Где нету веры в бессмертие, там не собрать сил на реквием, ведь реквием - это не только мучительная "Лакримоза" ("День слёз, день стенаний..."), но и "Кирие" ("Господи, помилуй..."), и "Туба мирум" ("Смерть поражена..."). Реквием - это молитва Богу и надежда на Бога, это бесстрашие смерти. Но они не знают бесстрашия смерти. Они не верят в божественную силу воскрешать, только в абсолютную силу смерти убивать. И потому они хотят похоронить тебя, Марчелло, "сэнса рэторика...", "дискретамэнтэ..." (без пафоса, скромненько...). Всё стало им риторика - все слова о непоправимости смерти, о непоправимости мира, в котором властвует смерть, все мольбы о спасении, все воззвания к Царствию Божию, да приидет оно. Не стало у них Бога, и не верят они, что придет Царствие Его, а потому и говорить об этом считают ненужной риторикой. Они верят только в то, что видят глазами грешными своими, а видят они только смерть. Смерть и есть их верховный жестокий бог, столь верховный и столь жестокий, что даже имя его произносить они не решаются... даже сокрушаться о судьбе своей не смеют. Они научились иронически жить под смертным игом, благословляя тирана за временную поблажку... за краткую отсрочку жизнью.

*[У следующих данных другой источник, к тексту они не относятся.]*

//! # Pipecheck Kernel
//!
//! Pipeline-output compliance checking: for one experiment, pick the single
//! canonical analysis among competing runs, model the outputs it should have
//! produced, and diff that model against what it actually produced.
//!
//! ## Architecture
//!
//! ```text
//! MetadataSource        ← fetch + decode typed records (experiment, analysis, file)
//!     │
//! ExperimentFacts       ← replicate count, pairs, target class, control, redaction
//!     │
//! AssayPolicy           ← pipelines, ranking comparator, expected-output rule-set
//!     │
//! rank_analyses         ← canonical analysis + archival candidates
//!     │
//! evaluate_experiment   ← expected vs. observed → ordered discrepancies
//! ```

pub mod assay;
pub mod discrepancy;
pub mod error;
pub mod evaluate;
pub mod expectation;
pub mod facts;
pub mod rank;
pub mod record;
pub mod source;

pub use assay::{Assay, AssayPolicy, PolicyTable, default_policy, policy_for};
pub use discrepancy::Discrepancy;
pub use error::{CheckError, SourceError};
pub use evaluate::{AuditTally, ExperimentReport, evaluate_experiment};
pub use expectation::{
    Expectation, KeyMode, Observed, OutputCounts, OutputKey, PreferredDefaultRule,
    PreferredDefaults,
};
pub use facts::{ExperimentFacts, Organism, TargetClass, rep_pair_count};
pub use rank::{AnalysisOrder, MultiKeyOrder, Ranking, RecencyOrder, rank_analyses};
pub use record::{
    Analysis, Experiment, FileRecord, Link, RecordStatus, Target, normalize_identifier,
};
pub use source::{MetadataSource, RecordStore};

И вот они берут твой гроб, Марчелло, и несут его прочь с Капитолия под веселую мелодию Нино Рота. Они идут и стоят, говорят и молчат, половинчатые и растерянные, захлебнувшиеся собственной иронией, застрявшие в горле собственного тихого ужаса, которого им ни изречь, ни избыть.

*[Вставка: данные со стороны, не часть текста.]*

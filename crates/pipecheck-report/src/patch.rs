//! Patch files.
//!
//! Three tab-separated UTF-8 files, rewritten from scratch on every run:
//!
//! - `releasedPatch.txt`: one release-ready accession per line, no header.
//! - `internalStatusPatch.txt`: `record_id\tinternal_status`.
//! - `analysisStatusPatch.txt`: `record_id\tstatus`, every row `archived`.
//!
//! With a ticket the names become `{ticket}_releasedPatch.txt` and so on.

use crate::batch::BatchReport;
use serde::Serialize;
use std::fs;
use std::path::{Path, PathBuf};
use tracing::info;

const RELEASED: &str = "releasedPatch.txt";
const INTERNAL_STATUS: &str = "internalStatusPatch.txt";
const ANALYSIS_STATUS: &str = "analysisStatusPatch.txt";

#[derive(Debug, thiserror::Error)]
pub enum PatchError {
    #[error("{path}: I/O error: {message}")]
    Io { path: String, message: String },
}

#[derive(Debug, Clone, PartialEq, Eq)]
pub struct PatchFileNames {
    pub released: String,
    pub internal_status: String,
    pub analysis_status: String,
}

impl PatchFileNames {
    pub fn new(ticket: Option<&str>) -> Self {
        let name = |base: &str| match ticket.map(str::trim).filter(|t| !t.is_empty()) {
            Some(ticket) => format!("{ticket}_{base}"),
            None => base.to_string(),
        };
        Self {
            released: name(RELEASED),
            internal_status: name(INTERNAL_STATUS),
            analysis_status: name(ANALYSIS_STATUS),
        }
    }
}

/// Paths of the files written by [`write_patches`].
#[derive(Debug, Clone, Serialize)]
pub struct WrittenPatches {
    pub released: PathBuf,
    pub internal_status: PathBuf,
    pub analysis_status: PathBuf,
}

pub fn render_released(batch: &BatchReport) -> String {
    batch
        .release_ready()
        .into_iter()
        .map(|accession| format!("{accession}\n"))
        .collect()
}

pub fn render_internal_status(batch: &BatchReport) -> String {
    let mut out = String::from("record_id\tinternal_status\n");
    for (accession, status) in batch.internal_statuses() {
        out.push_str(&format!("{accession}\t{status}\n"));
    }
    out
}

pub fn render_analysis_status(batch: &BatchReport) -> String {
    let mut out = String::from("record_id\tstatus\n");
    for accession in batch.archival() {
        out.push_str(&format!("{accession}\tarchived\n"));
    }
    out
}

/// Write all three patch files into `dir`, creating it if needed.
pub fn write_patches(
    dir: impl AsRef<Path>,
    names: &PatchFileNames,
    batch: &BatchReport,
) -> Result<WrittenPatches, PatchError> {
    let dir = dir.as_ref();
    if !dir.as_os_str().is_empty() {
        fs::create_dir_all(dir).map_err(|e| io_error(dir, e))?;
    }

    let written = WrittenPatches {
        released: dir.join(&names.released),
        internal_status: dir.join(&names.internal_status),
        analysis_status: dir.join(&names.analysis_status),
    };
    write_file(&written.released, &render_released(batch))?;
    write_file(&written.internal_status, &render_internal_status(batch))?;
    write_file(&written.analysis_status, &render_analysis_status(batch))?;

    info!(dir = %dir.display(), "wrote patch files");
    Ok(written)
}

fn write_file(path: &Path, contents: &str) -> Result<(), PatchError> {
    fs::write(path, contents).map_err(|e| io_error(path, e))
}

fn io_error(path: &Path, err: std::io::Error) -> PatchError {
    PatchError::Io {
        path: path.display().to_string(),
        message: err.to_string(),
    }
}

Когда-то прекрасный Антонио, одно из лучших экранных творений Марчелло Мастроянни, тихо плакал о мире, который легко благословляет ослиную похоть, дающую потомство, но не прощают человеку осенившую его девственность любви.
|
"Бель Антонио" - кинодрама Мауро Болоньини, духовного смысла которой не оценила критика и не понял зритель. |
Через много-много лет Феллини плакал глазами Фреда-Мастроянни о том, что не спас в себе Джельсомину. Оба плакали. Слишком тихо плакали. Слишком мирно и непротестующе. Слишком щадя себя и духовную посредственность эпохи, которая "победила" веру иронией, которой смерть - не трагедия, в которую на похоронах не происходит ничего особенного, которая озвучивает последний земной путь Марчелло Мастроянни не реквиемом, а весёлой песенкой Нино Рота.